This repository contains a Python script to calibrate a camera using a set of chessboard images. It leverages OpenCV for image processing and calibration, as well as NumPy and Matplotlib for data management and visualization.
# Clone the repository
$ git clone https://github.com/<your-github-username>/camera-calibration.git
# Navigate to the project folder.
$ cd camera-calibration
# Create the Conda environment.
$ conda env create -f environment.yml
# Activate the new environment.
$ conda activate xvision
camera-calibration/
│
├── main_script.py # Main Python script
├── images/ # Directory for chessboard images
├── info/ # Optional: Directory for output files
└── environment.yml # Conda environment file
- Ensure your chessboard images for calibration are inside the images/ folder.
- Open a terminal and navigate to the project directory.
- Run the main script:
$ python calibration.py
- Automatic Chessboard Detection: Reads images from images/ and detects chessboard corners.

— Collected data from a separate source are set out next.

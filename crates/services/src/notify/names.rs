use std::sync::Arc;

use bson::oid::ObjectId;
use tracing::{debug, warn};

use super::directory::Directory;

pub const UNKNOWN_USER: &str = "Unknown User";
pub const UNKNOWN_PROJECT: &str = "Unknown Project";

/// Display-name policy when every lookup source misses. One policy per
/// deployment, injected from settings.
#[derive(Debug, Clone, Copy, PartialEq, Eq, Default)]
pub enum FallbackStyle {
    /// Fixed "Unknown User" / "Unknown Project".
    #[default]
    Sentinel,
    /// Truncated-id placeholder, e.g. `User 12ab34cd...`.
    TruncatedId,
}

impl FallbackStyle {
    pub fn parse(value: &str) -> Self {
        match value {
            "sentinel" => Self::Sentinel,
            "truncated_id" => Self::TruncatedId,
            other => {
                warn!(%other, "Unknown fallback_style, using sentinel");
                Self::Sentinel
            }
        }
    }

    fn user_fallback(&self, id: &str) -> String {
        match self {
            Self::Sentinel => UNKNOWN_USER.to_string(),
            Self::TruncatedId => truncated("User", id),
        }
    }

    fn project_fallback(&self, id: &ObjectId) -> String {
        match self {
            Self::Sentinel => UNKNOWN_PROJECT.to_string(),
            Self::TruncatedId => truncated("Project", &id.to_hex()),
        }
    }
}

fn truncated(prefix: &str, id: &str) -> String {
    let short: String = id.chars().take(8).collect();
    format!("{prefix} {short}...")
}

/// Resolves user and project identifiers to display names through an
/// ordered chain of lookup sources. The same logical person may exist as
/// a user record keyed by the external auth id, the same record keyed by
/// its own id, or a self-registration profile keyed by the auth id.
pub struct NameResolver {
    directory: Arc<dyn Directory>,
    fallback: FallbackStyle,
}

impl NameResolver {
    pub fn new(directory: Arc<dyn Directory>, fallback: FallbackStyle) -> Self {
        Self {
            directory,
            fallback,
        }
    }

    /// Tries each source in priority order. Lookup failures never
    /// propagate: a miss or a store error falls through to the next
    /// source, and exhaustion degrades to the configured fallback.
    pub async fn resolve_user_name(&self, id: &str) -> String {
        match self.directory.user_by_auth_id(id).await {
            Ok(Some(user)) => {
                if let Some(name) = non_empty(user.name) {
                    return name;
                }
            }
            Ok(None) => {}
            Err(e) => debug!(%id, %e, "user-by-auth-id lookup failed"),
        }

        if let Ok(oid) = ObjectId::parse_str(id) {
            match self.directory.user_by_id(oid).await {
                Ok(Some(user)) => {
                    if let Some(name) = non_empty(user.name) {
                        return name;
                    }
                }
                Ok(None) => {}
                Err(e) => debug!(%id, %e, "user-by-id lookup failed"),
            }
        }

        match self.directory.profile_by_auth_id(id).await {
            Ok(Some(profile)) => {
                if let Some(name) = non_empty(profile.full_name) {
                    return name;
                }
            }
            Ok(None) => {}
            Err(e) => debug!(%id, %e, "profile lookup failed"),
        }

        self.fallback.user_fallback(id)
    }

    pub async fn resolve_project_name(&self, id: ObjectId) -> String {
        match self.directory.project_by_id(id).await {
            Ok(Some(project)) => return project.name,
            Ok(None) => {}
            Err(e) => debug!(%id, %e, "project lookup failed"),
        }
        self.fallback.project_fallback(&id)
    }
}

fn non_empty(name: Option<String>) -> Option<String> {
    name.filter(|n| !n.trim().is_empty())
}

- Camera Calibration: Calibrates the camera using detected points.
- Parameter Persistence: Saves calibration parameters in both text and .npz formats.
- Calibration Validation: Displays a sample undistorted image and calculates the error rate of the calibration.
info/calibration.npz: This NumPy file contains the camera matrix, distortion coefficients, rotation vectors, and translation vectors.